The hyperloop train would reduce the travel time between Mumbai and Pune to about 23 minutes, from near 3 and a half hours

NEW DELHI: India's hyperloop dream moved one step closer to reality with the Maharashtra government on Thursday approving the Virgin Hyperloop-DP World (VHO-DPW) consortium as the "original project proponent" of the proposed hyperloop track between Mumbai and Pune. "Maharashtra will create the first hyperloop transportation system in the world and a global hyperloop supply chain starting from Pune," chief minister Devendra Fadnavis said.

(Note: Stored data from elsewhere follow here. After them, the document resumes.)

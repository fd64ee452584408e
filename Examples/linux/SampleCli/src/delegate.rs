//! Delegate that reports session events on the terminal.

use std::io::Write;
use std::sync::Arc;

use parking_lot::Mutex;

use uac_capture_core::{AudioLevels, CaptureError, RecorderDelegate, RecorderState, RecordingResult};

/// Logs state changes and errors, draws a level meter on stderr.
pub struct ConsoleDelegate {
    last_error: Mutex<Option<CaptureError>>,
}

impl ConsoleDelegate {
    pub fn new() -> Arc<Self> {
        Arc::new(Self {
            last_error: Mutex::new(None),
        })
    }

    pub fn has_error(&self) -> bool {
        self.last_error.lock().is_some()
    }

    /// Error that ended the stream, if any.
    pub fn take_error(&self) -> Option<CaptureError> {
        self.last_error.lock().take()
    }
}

impl RecorderDelegate for ConsoleDelegate {
    fn on_state_changed(&self, state: RecorderState) {
        log::info!("session {}", state);
    }

    fn on_levels_updated(&self, levels: &AudioLevels) {
        eprint!("\r{}", meter(levels));
        let _ = std::io::stderr().flush();
    }

    fn on_error(&self, error: &CaptureError) {
        eprintln!();
        log::error!("capture error: {}", error);
        *self.last_error.lock() = Some(error.clone());
    }

    fn on_recording_finished(&self, result: &RecordingResult) {
        eprintln!();
        log::info!(
            "recording finished: {:.2}s, {} frames",
            result.duration_secs,
            result.metadata.frames
        );
    }
}

const METER_WIDTH: usize = 40;

/// One-line peak meter, dBFS scaled over 60 dB.
pub fn meter(levels: &AudioLevels) -> String {
    let db = if levels.peak > 0.0 {
        20.0 * levels.peak.log10()
    } else {
        f32::NEG_INFINITY
    };
    let filled = (((db + 60.0) / 60.0).clamp(0.0, 1.0) * METER_WIDTH as f32).round() as usize;
    format!(
        "[{}{}] {:>6} dBFS{}",
        "#".repeat(filled),
        " ".repeat(METER_WIDTH - filled),
        if db.is_finite() { format!("{db:.1}") } else { "-inf".to_string() },
        if levels.clipped { " CLIP" } else { "" }
    )
}
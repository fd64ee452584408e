use std::time::Duration;

use crate::models::error::TransportError;

/// Blocking control-endpoint access to a claimed USB audio function.
///
/// Implemented by the libusb backend and by test mocks. The signatures follow
/// the raw setup-packet fields so the protocol layer owns all UAC encoding.
pub trait ControlTransport: Send {
    /// `SET_INTERFACE`.
    fn set_alternate_setting(&mut self, interface: u8, alt_setting: u8) -> Result<(), TransportError>;

    /// Host-to-device class request. Returns bytes sent.
    fn control_out(
        &mut self,
        request_type: u8,
        request: u8,
        value: u16,
        index: u16,
        data: &[u8],
        timeout: Duration,
    ) -> Result<usize, TransportError>;

    /// Device-to-host class request. Returns bytes received.
    fn control_in(
        &mut self,
        request_type: u8,
        request: u8,
        value: u16,
        index: u16,
        buf: &mut [u8],
        timeout: Duration,
    ) -> Result<usize, TransportError>;

    /// Bytes per service interval of `endpoint` under the active alternate setting.
    fn max_packet_size(&mut self, endpoint: u8) -> Result<usize, TransportError>;
}

/// Completion status of one isochronous packet.
#[derive(Debug, Clone, Copy, PartialEq, Eq)]
pub enum PacketStatus {
    /// Not yet completed since the last submission.
    Pending,
    Completed,
    /// The device sent more than requested; the host truncated the packet.
    Overflow,
    /// Any other per-packet failure (CRC, bitstuff, missed frame).
    Error,
}

/// Sub-descriptor for one packet inside a [`TransferDescriptor`].
#[derive(Debug, Clone, Copy, PartialEq, Eq)]
pub struct IsoPacket {
    /// Offset of this packet's slot within the descriptor buffer.
    pub offset: usize,
    pub requested: usize,
    pub actual: usize,
    pub status: PacketStatus,
}

#[derive(Debug, Clone, Copy, PartialEq, Eq)]
pub enum DescriptorState {
    Ready,
    InFlight,
}

/// One reusable isochronous IN request.
///
/// Buffers and packet tables are allocated once and reused on every
/// resubmission. A descriptor is either ready or in flight, never both.
#[derive(Debug)]
pub struct TransferDescriptor {
    pub slot: usize,
    pub buffer: Box<[u8]>,
    pub packets: Box<[IsoPacket]>,
    /// Submission sequence number; increases on every submit.
    pub sequence: u64,
    state: DescriptorState,
}

impl TransferDescriptor {
    pub fn new(slot: usize, packet_size: usize, packets_per_transfer: usize) -> Self {
        let packets = (0..packets_per_transfer)
            .map(|i| IsoPacket {
                offset: i * packet_size,
                requested: packet_size,
                actual: 0,
                status: PacketStatus::Pending,
            })
            .collect();
        Self {
            slot,
            buffer: vec![0u8; packet_size * packets_per_transfer].into_boxed_slice(),
            packets,
            sequence: 0,
            state: DescriptorState::Ready,
        }
    }

    pub fn state(&self) -> DescriptorState {
        self.state
    }

    pub fn is_in_flight(&self) -> bool {
        self.state == DescriptorState::InFlight
    }

    /// Reset packet results and flag the descriptor as submitted.
    pub fn mark_in_flight(&mut self, sequence: u64) {
        for packet in self.packets.iter_mut() {
            packet.actual = 0;
            packet.status = PacketStatus::Pending;
        }
        self.sequence = sequence;
        self.state = DescriptorState::InFlight;
    }

    pub fn mark_ready(&mut self) {
        self.state = DescriptorState::Ready;
    }

    /// Bytes the device delivered for packet `index`, clamped to its slot.
    pub fn packet_data(&self, index: usize) -> &[u8] {
        let packet = &self.packets[index];
        let len = packet.actual.min(packet.requested);
        &self.buffer[packet.offset..packet.offset + len]
    }
}

/// Asynchronous isochronous IN transport.
///
/// The engine drives it from the acquisition thread only. Completion is a
/// blocking poll, never a callback into engine code.
pub trait IsochronousTransport: Send {
    /// Largest transfer the host stack accepts, in bytes.
    fn transfer_ceiling(&self) -> usize;

    /// Allocate native transfer objects for every descriptor in `pool`.
    fn allocate(&mut self, pool: &mut [TransferDescriptor]) -> Result<(), TransportError>;

    /// Queue `descriptor` against the endpoint. The engine marks it in flight first.
    fn submit(&mut self, descriptor: &mut TransferDescriptor) -> Result<(), TransportError>;

    /// Block until at least one descriptor completes or `timeout` elapses.
    ///
    /// Completed slots are pushed onto `completed` with their packet tables
    /// filled in. Descriptors that finished because they were cancelled are
    /// reported too.
    fn wait_for_completions(
        &mut self,
        pool: &mut [TransferDescriptor],
        completed: &mut Vec<usize>,
        timeout: Duration,
    ) -> Result<(), TransportError>;

    /// Request cancellation. Completion still arrives through `wait_for_completions`.
    fn cancel(&mut self, descriptor: &TransferDescriptor) -> Result<(), TransportError>;

    /// Free native transfer objects.
    ///
    /// Every descriptor the transport got back is marked ready. One left in
    /// flight is still owned by the host stack and its buffer must not be freed.
    fn release(&mut self, pool: &mut [TransferDescriptor]);

    /// Called once on the acquisition thread before the first submit.
    fn prepare_acquisition_thread(&mut self) {}
}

The essence of this futuristic technology is quite simple: Create a low-pressure channel or tunnel, and thus with very little air friction, and let a specially designed pod zoom around in it — not on wheels but on air. The hyperloop train (pod, to be specific) would reduce the travel time between Mumbai and Pune to about 23 minutes, from near 3 and a half hours. The project is expected to take seven years to complete but a pilot project will run before that in Pune, on an 11.8 km stretch. Virgin will begin the construction of the first phase by the year-end and the work is expected to be completed by 2023. DP World, whose economic interests in India is on the rise — including funding the National Investment and Infrastructure Fund — will invest $500 million for the first phase.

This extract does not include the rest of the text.